**REQUIREMENT**
Produce as output only the lines below starting at the line with "return Ok(serde_json::Value::Null);" and continuing through the line with "async fn set_default_token(&self, token: Option<&str>)", each one exactly as written.

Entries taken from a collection

==================================================

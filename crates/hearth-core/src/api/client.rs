//! HTTP client for the hearth backend.
//!
//! This module provides the `ApiClient` struct, a thin reqwest wrapper with a
//! shared default `Authorization` header and per-request overrides.

use std::sync::Arc;
use std::time::Duration;

use async_trait::async_trait;
use reqwest::{header, Client, Response};
use tokio::sync::RwLock;
use tracing::debug;

use super::backend::{bearer, Backend, Credentials, TokenResponse};
use super::ApiError;
use crate::config::Config;

// ============================================================================
// Constants
// ============================================================================

const LOGIN_PATH: &str = "/auth/login";
const SIGNUP_PATH: &str = "/auth/signup";

/// API client for the hearth backend.
/// Clone is cheap - reqwest::Client uses Arc internally and the default
/// header is shared, so every clone sees the same authorization state.
#[derive(Clone)]
pub struct ApiClient {
    client: Client,
    base_url: String,
    default_token: Arc<RwLock<Option<String>>>,
}

impl ApiClient {
    /// Create a new API client
    pub fn new(base_url: &str, timeout: Duration) -> Result<Self, ApiError> {
        let client = Client::builder().timeout(timeout).build()?;

        Ok(Self {
            client,
            base_url: base_url.trim_end_matches('/').to_string(),
            default_token: Arc::new(RwLock::new(None)),
        })
    }

    /// Create a client from application configuration
    pub fn from_config(config: &Config) -> Result<Self, ApiError> {
        Self::new(&config.api_base_url(), config.request_timeout())
    }

    pub fn base_url(&self) -> &str {
        &self.base_url
    }

    fn url(&self, endpoint: &str) -> String {
        if endpoint.starts_with('/') {
            format!("{}{}", self.base_url, endpoint)
        } else {
            format!("{}/{}", self.base_url, endpoint)
        }
    }

    /// Build request headers: the per-request token wins over the default.
    async fn auth_headers(&self, override_token: Option<&str>) -> Result<header::HeaderMap, ApiError> {
        let mut headers = header::HeaderMap::new();
        let token = match override_token {
            Some(token) => Some(token.to_string()),
            None => self.default_token.read().await.clone(),
        };
        if let Some(token) = token {
            let value = header::HeaderValue::from_str(&bearer(&token))
                .map_err(|e| ApiError::InvalidResponse(format!("Invalid bearer token: {}", e)))?;
            headers.insert(header::AUTHORIZATION, value);
        }
        Ok(headers)
    }

    /// Check if response is successful, returning an error with body if not.
    async fn check_response(response: Response) -> Result<Response, ApiError> {
        if response.status().is_success() {
            Ok(response)
        } else {
            let status = response.status();
            let body = response.text().await.unwrap_or_default();
            Err(ApiError::from_status(status.as_u16(), &body))
        }
    }

    async fn post_json(&self, path: &str, credentials: &Credentials) -> Result<Response, ApiError> {
        let url = self.url(path);
        debug!(url = %url, email = %credentials.email, "POST");
        let response = self
            .client
            .post(&url)
            .headers(self.auth_headers(None).await?)
            .json(credentials)
            .send()
            .await?;
        Self::check_response(response).await
    }
}

#[async_trait]
impl Backend for ApiClient {
    async fn login(&self, credentials: &Credentials) -> Result<TokenResponse, ApiError> {
        let response = self.post_json(LOGIN_PATH, credentials).await?;
        let text = response.text().await?;
        serde_json::from_str(&text)
            .map_err(|e| ApiError::InvalidResponse(format!("Failed to parse login response: {}", e)))
    }

    async fn signup(&self, credentials: &Credentials) -> Result<(), ApiError> {
        self.post_json(SIGNUP_PATH, credentials).await?;
        Ok(())
    }

    async fn get_json(
        &self,
        endpoint: &str,
        bearer: Option<&str>,
    ) -> Result<serde_json::Value, ApiError> {
        let url = self.url(endpoint);
        debug!(url = %url, explicit_token = bearer.is_some(), "GET");
        let response = self
            .client
            .get(&url)
            .headers(self.auth_headers(bearer).await?)
            .send()
            .await?;

        let response = Self::check_response(response).await?;
        let text = response.text().await?;
        if text.trim().is_empty() {
            return Ok(serde_json::Value::Null);
        }
        serde_json::from_str(&text).map_err(|e| {
            ApiError::InvalidResponse(format!("Failed to parse JSON response from {}: {}", endpoint, e))
        })
    }

    async fn set_default_token(&self, token: Option<&str>) {
        *self.default_token.write().await = token.map(str::to_string);
    }

    async fn default_authorization(&self) -> Option<String> {
        self.default_token.read().await.as_deref().map(bearer)
    }
}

==================================================

**RESPONSE BOX**
            return Ok(serde_json::Value::Null);
        }
        serde_json::from_str(&text).map_err(|e| {
            ApiError::InvalidResponse(format!("Failed to parse JSON response from {}: {}", endpoint, e))
        })
    }

    async fn set_default_token(&self, token: Option<&str>) {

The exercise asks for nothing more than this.